Show every line of the data below that includes the word "malformed".

Records to use START

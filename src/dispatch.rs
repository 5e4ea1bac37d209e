//! Authenticated request dispatcher with one-shot refresh-on-401.
//!
//! DESIGN
//! ======
//! Per call: send once; on 401 obtain a fresh access token and resend once,
//! returning whatever the second attempt produces. Any other status, and any
//! 401 after a failed refresh, goes straight back to the caller. No state
//! survives a call except what the session store holds.
//!
//! CONCURRENCY
//! ===========
//! Calls that hit 401 together share one refresh. The refresh step runs behind
//! an async mutex held by the [`SessionManager`], so dispatchers built over
//! clones of one session serialize on the same lock. A caller that gets the lock and finds a stored access token
//! different from the one it sent adopts that token instead of refreshing
//! again. One that finds the session cleared returns its 401 untouched.

#[cfg(test)]
#[path = "dispatch_test.rs"]
mod dispatch_test;

use serde::de::DeserializeOwned;

use crate::auth::{AUTHORIZATION, CONTENT_TYPE, JSON_CONTENT_TYPE, ME_ENDPOINT, SessionManager, bearer};
use crate::error::{ApiError, TransportError};
use crate::models::MeResponse;
use crate::session::UserProfile;
use crate::transport::{ApiRequest, ApiResponse, Headers, RequestOptions};

#[derive(Debug, Clone)]
pub struct Dispatcher {
    session: SessionManager,
}

impl Dispatcher {
    #[must_use]
    pub fn new(session: SessionManager) -> Self {
        Self { session }
    }

    #[must_use]
    pub fn session(&self) -> &SessionManager {
        &self.session
    }

    /// Send `options` to `url` with the current credentials attached.
    ///
    /// Default headers are `Content-Type: application/json` and
    /// `Authorization: Bearer <token>` (empty without a token); caller headers
    /// override them.
    ///
    /// # Errors
    ///
    /// Transport failures on either attempt propagate. HTTP error statuses do
    /// not: they come back as the response.
    pub async fn api_call(&self, url: &str, options: RequestOptions) -> Result<ApiResponse, TransportError> {
        let sent_token = self.session.access_token();
        let request = self.build_request(url, options, sent_token.as_deref());
        tracing::debug!(method = %request.method, url = %request.url, "api call");

        let response = self.session.transport().send(request.clone()).await?;
        if !response.is_unauthorized() {
            return Ok(response);
        }

        tracing::debug!(url = %request.url, "unauthorized; attempting token refresh");
        let Some(token) = self.fresh_token(sent_token.as_deref()).await else {
            return Ok(response);
        };

        let mut retry = request;
        retry.headers.set(AUTHORIZATION, bearer(Some(&token)));
        self.session.transport().send(retry).await
    }

    /// `GET path` and decode a success body as `T`.
    ///
    /// # Errors
    ///
    /// Returns [`ApiError::Transport`] for network failures,
    /// [`ApiError::Status`] for non-success statuses, and
    /// [`ApiError::Decode`] for malformed bodies.
    pub async fn get_json<T: DeserializeOwned>(&self, path: &str) -> Result<T, ApiError> {
        self.api_call(path, RequestOptions::get())
            .await?
            .into_json()
    }

    /// Fetch `/api/auth/me` and replace the stored profile with the result.
    ///
    /// # Errors
    ///
    /// Same as [`get_json`](Self::get_json); the stored profile is untouched
    /// on error.
    pub async fn current_user(&self) -> Result<UserProfile, ApiError> {
        let me: MeResponse = self.get_json(ME_ENDPOINT).await?;
        self.session.store().set_user(&me.user);
        Ok(me.user)
    }

    fn build_request(&self, url: &str, options: RequestOptions, token: Option<&str>) -> ApiRequest {
        let mut headers = Headers::new();
        headers.set(CONTENT_TYPE, JSON_CONTENT_TYPE);
        headers.set(AUTHORIZATION, bearer(token));
        headers.merge(&options.headers);
        ApiRequest { method: options.method, url: self.session.url(url), headers, body: options.body }
    }

    async fn fresh_token(&self, sent: Option<&str>) -> Option<String> {
        let _gate = self.session.refresh_gate().lock().await;
        match self.session.access_token() {
            Some(current) if sent != Some(current.as_str()) => {
                tracing::debug!("adopting token refreshed by a concurrent call");
                Some(current)
            }
            // Cleared while we waited: the failed refresh already logged out.
            None if sent.is_some() => None,
            _ => self.session.refresh_token().await,
        }
    }
}
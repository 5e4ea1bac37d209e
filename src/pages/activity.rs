//! Recent-activity feed on the student dashboard.

#[cfg(test)]
#[path = "activity_test.rs"]
mod activity_test;

use time::format_description::well_known::Rfc3339;
use time::macros::format_description;
use time::{OffsetDateTime, PrimitiveDateTime, UtcOffset};

use super::escape_html;
use crate::dispatch::Dispatcher;
use crate::models::{DashboardResponse, RecentMeal};

pub const DASHBOARD_ENDPOINT: &str = "/api/dashboard";
const FALLBACK_DISH_NAME: &str = "Dish";
const MISSING_TIMESTAMP: &str = "-";

#[derive(Debug, Clone, PartialEq, Eq)]
pub struct ActivityEntry {
    pub dish_name: String,
    /// `dd.mm.yyyy HH:MM` in UTC, the raw timestamp when it does not parse, or
    /// `-` when the backend sent none.
    pub received_at: String,
    pub confirmed: bool,
}

impl ActivityEntry {
    #[must_use]
    pub fn from_meal(meal: &RecentMeal) -> Self {
        let dish_name = meal
            .dish_name
            .as_deref()
            .filter(|name| !name.is_empty())
            .unwrap_or(FALLBACK_DISH_NAME)
            .to_owned();
        let received_at = meal
            .received_at
            .as_deref()
            .map_or_else(|| MISSING_TIMESTAMP.to_owned(), format_timestamp);
        Self { dish_name, received_at, confirmed: meal.is_confirmed }
    }

    #[must_use]
    pub fn status_label(&self) -> &'static str {
        if self.confirmed { "Received" } else { "Pending" }
    }
}

#[derive(Debug, Clone, PartialEq, Eq)]
pub enum ActivityFeed {
    Items(Vec<ActivityEntry>),
    Empty,
    Unavailable,
}

/// Fetch `/api/dashboard` and build the feed.
pub async fn load_recent_activity(dispatcher: &Dispatcher) -> ActivityFeed {
    match dispatcher.get_json::<DashboardResponse>(DASHBOARD_ENDPOINT).await {
        Ok(body) => feed_from_meals(&body.recent_meals),
        Err(e) => {
            tracing::warn!(error = %e, "recent activity unavailable");
            ActivityFeed::Unavailable
        }
    }
}

#[must_use]
pub fn feed_from_meals(meals: &[RecentMeal]) -> ActivityFeed {
    if meals.is_empty() {
        return ActivityFeed::Empty;
    }
    ActivityFeed::Items(meals.iter().map(ActivityEntry::from_meal).collect())
}

/// Render an ISO-8601 timestamp as `dd.mm.yyyy HH:MM`.
///
/// Offset timestamps are shifted to UTC; naive ones are taken as UTC already,
/// which is what the backend emits. Anything else comes back verbatim.
#[must_use]
pub fn format_timestamp(raw: &str) -> String {
    let display = format_description!("[day].[month].[year] [hour]:[minute]");

    if let Ok(at) = OffsetDateTime::parse(raw, &Rfc3339) {
        if let Ok(text) = at.to_offset(UtcOffset::UTC).format(display) {
            return text;
        }
    }
    let naive = format_description!("[year]-[month]-[day]T[hour]:[minute]:[second][optional [.[subsecond]]]");
    PrimitiveDateTime::parse(raw, naive)
        .ok()
        .and_then(|at| at.format(display).ok())
        .unwrap_or_else(|| raw.to_owned())
}

#[must_use]
pub fn render_activity(feed: &ActivityFeed) -> String {
    match feed {
        ActivityFeed::Items(entries) => {
            let items: String = entries.iter().map(render_entry).collect();
            format!(r#"<ul class="activity-list">{items}</ul>"#)
        }
        ActivityFeed::Empty => r#"<p class="activity-empty">No recent activity</p>"#.to_owned(),
        ActivityFeed::Unavailable => r#"<p class="activity-empty">Activity is unavailable</p>"#.to_owned(),
    }
}

fn render_entry(entry: &ActivityEntry) -> String {
    let state = if entry.confirmed { "success" } else { "warning" };
    format!(
        r#"<li class="activity-item {state}"><div class="activity-title">{}</div><div class="activity-time">{} · {}</div></li>"#,
        escape_html(&entry.dish_name),
        escape_html(&entry.received_at),
        entry.status_label(),
    )
}
//! Client-held authentication state: tokens and the signed-in user's profile.
//!
//! DESIGN
//! ======
//! `SessionStore` is the only reader/writer of the three persisted slots. It is
//! cheap to clone and every clone shares one backend, so the dispatcher and the
//! session manager always observe each other's writes. Nothing is cached in
//! memory: each accessor goes back to storage, which is how a freshly
//! refreshed token reaches the next request.
//!
//! Role checks here gate which pages render. They are not a security
//! boundary; the server re-validates every call.

#[cfg(test)]
#[path = "session_test.rs"]
mod session_test;

use std::fmt;
use std::str::FromStr;
use std::sync::Arc;

use serde::{Deserialize, Serialize};

use crate::storage::Storage;

pub const ACCESS_TOKEN_KEY: &str = "access_token";
pub const REFRESH_TOKEN_KEY: &str = "refresh_token";
pub const USER_KEY: &str = "user";

// =============================================================================
// ROLE
// =============================================================================

/// Account roles the backend assigns.
#[derive(Debug, Clone, Copy, PartialEq, Eq, Hash)]
pub enum Role {
    Student,
    Cook,
    Admin,
}

impl Role {
    /// Exact wire spelling used by the backend.
    #[must_use]
    pub fn as_str(self) -> &'static str {
        match self {
            Self::Student => "student",
            Self::Cook => "cook",
            Self::Admin => "admin",
        }
    }

    /// Dashboard route each role lands on after login.
    #[must_use]
    pub fn landing_path(self) -> &'static str {
        match self {
            Self::Student => "/student/dashboard",
            Self::Cook => "/cook/dashboard",
            Self::Admin => "/admin/dashboard",
        }
    }
}

impl fmt::Display for Role {
    fn fmt(&self, f: &mut fmt::Formatter<'_>) -> fmt::Result {
        f.write_str(self.as_str())
    }
}

#[derive(Debug, Clone, PartialEq, Eq, thiserror::Error)]
#[error("unknown role: {0}")]
pub struct UnknownRole(pub String);

impl FromStr for Role {
    type Err = UnknownRole;

    fn from_str(s: &str) -> Result<Self, Self::Err> {
        match s {
            "student" => Ok(Self::Student),
            "cook" => Ok(Self::Cook),
            "admin" => Ok(Self::Admin),
            other => Err(UnknownRole(other.to_owned())),
        }
    }
}

// =============================================================================
// USER PROFILE
// =============================================================================

/// The signed-in user as returned by `/api/auth/login` and `/api/auth/me`.
#[derive(Debug, Clone, PartialEq, Eq, Serialize, Deserialize)]
pub struct UserProfile {
    pub id: i64,
    #[serde(default)]
    pub email: String,
    /// Display name.
    pub full_name: String,
    /// Role string exactly as the server sent it.
    pub role: String,
    #[serde(default, skip_serializing_if = "Option::is_none")]
    pub created_at: Option<String>,
    #[serde(default, skip_serializing_if = "Option::is_none")]
    pub is_active: Option<bool>,
}

impl UserProfile {
    /// Parsed role, or `None` when the server sent a role this client does not know.
    #[must_use]
    pub fn role(&self) -> Option<Role> {
        self.role.parse().ok()
    }

    /// Case-sensitive exact comparison against the wire spelling.
    #[must_use]
    pub fn has_role(&self, role: Role) -> bool {
        self.role == role.as_str()
    }
}

// =============================================================================
// SESSION
// =============================================================================

/// All three persisted fields, read together.
#[derive(Debug, Clone, Default, PartialEq, Eq)]
pub struct Session {
    pub access_token: Option<String>,
    pub refresh_token: Option<String>,
    pub user: Option<UserProfile>,
}

impl Session {
    /// True when no field is set, the state logout leaves behind.
    #[must_use]
    pub fn is_empty(&self) -> bool {
        self.access_token.is_none() && self.refresh_token.is_none() && self.user.is_none()
    }
}

/// Shared handle over the session slots of one storage backend.
#[derive(Clone)]
pub struct SessionStore {
    storage: Arc<dyn Storage>,
}

impl fmt::Debug for SessionStore {
    fn fmt(&self, f: &mut fmt::Formatter<'_>) -> fmt::Result {
        f.debug_struct("SessionStore").finish_non_exhaustive()
    }
}

impl SessionStore {
    pub fn new(storage: Arc<dyn Storage>) -> Self {
        Self { storage }
    }

    #[must_use]
    pub fn access_token(&self) -> Option<String> {
        non_empty(self.storage.get(ACCESS_TOKEN_KEY))
    }

    #[must_use]
    pub fn refresh_token(&self) -> Option<String> {
        non_empty(self.storage.get(REFRESH_TOKEN_KEY))
    }

    /// The stored profile. Unset or malformed JSON both read as `None`.
    #[must_use]
    pub fn user(&self) -> Option<UserProfile> {
        let raw = self.storage.get(USER_KEY)?;
        match serde_json::from_str(&raw) {
            Ok(user) => Some(user),
            Err(e) => {
                tracing::debug!(error = %e, "stored user profile is malformed; ignoring");
                None
            }
        }
    }

    /// Local presence check only; expiry and signature are the server's concern.
    #[must_use]
    pub fn is_authenticated(&self) -> bool {
        self.access_token().is_some()
    }

    #[must_use]
    pub fn has_role(&self, role: Role) -> bool {
        self.user().is_some_and(|user| user.has_role(role))
    }

    #[must_use]
    pub fn snapshot(&self) -> Session {
        Session { access_token: self.access_token(), refresh_token: self.refresh_token(), user: self.user() }
    }

    pub fn set_access_token(&self, token: &str) {
        self.storage.set(ACCESS_TOKEN_KEY, token);
    }

    pub fn set_user(&self, user: &UserProfile) {
        match serde_json::to_string(user) {
            Ok(raw) => self.storage.set(USER_KEY, &raw),
            Err(e) => tracing::warn!(error = %e, "user profile serialization failed"),
        }
    }

    /// Store a complete session after a successful login.
    pub fn save_login(&self, access_token: &str, refresh_token: &str, user: &UserProfile) {
        self.storage.set(ACCESS_TOKEN_KEY, access_token);
        self.storage.set(REFRESH_TOKEN_KEY, refresh_token);
        self.set_user(user);
    }

    /// Remove all three slots.
    pub fn clear(&self) {
        self.storage.remove(ACCESS_TOKEN_KEY);
        self.storage.remove(REFRESH_TOKEN_KEY);
        self.storage.remove(USER_KEY);
    }
}

// `localStorage` hands back "" for values written from JS as empty strings;
// treat those like missing tokens.
fn non_empty(value: Option<String>) -> Option<String> {
    value.filter(|v| !v.is_empty())
}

Records to use END

→ Your solution:
    /// [`ApiError::Decode`] for malformed bodies.
    /// The stored profile. Unset or malformed JSON both read as `None`.
                tracing::debug!(error = %e, "stored user profile is malformed; ignoring");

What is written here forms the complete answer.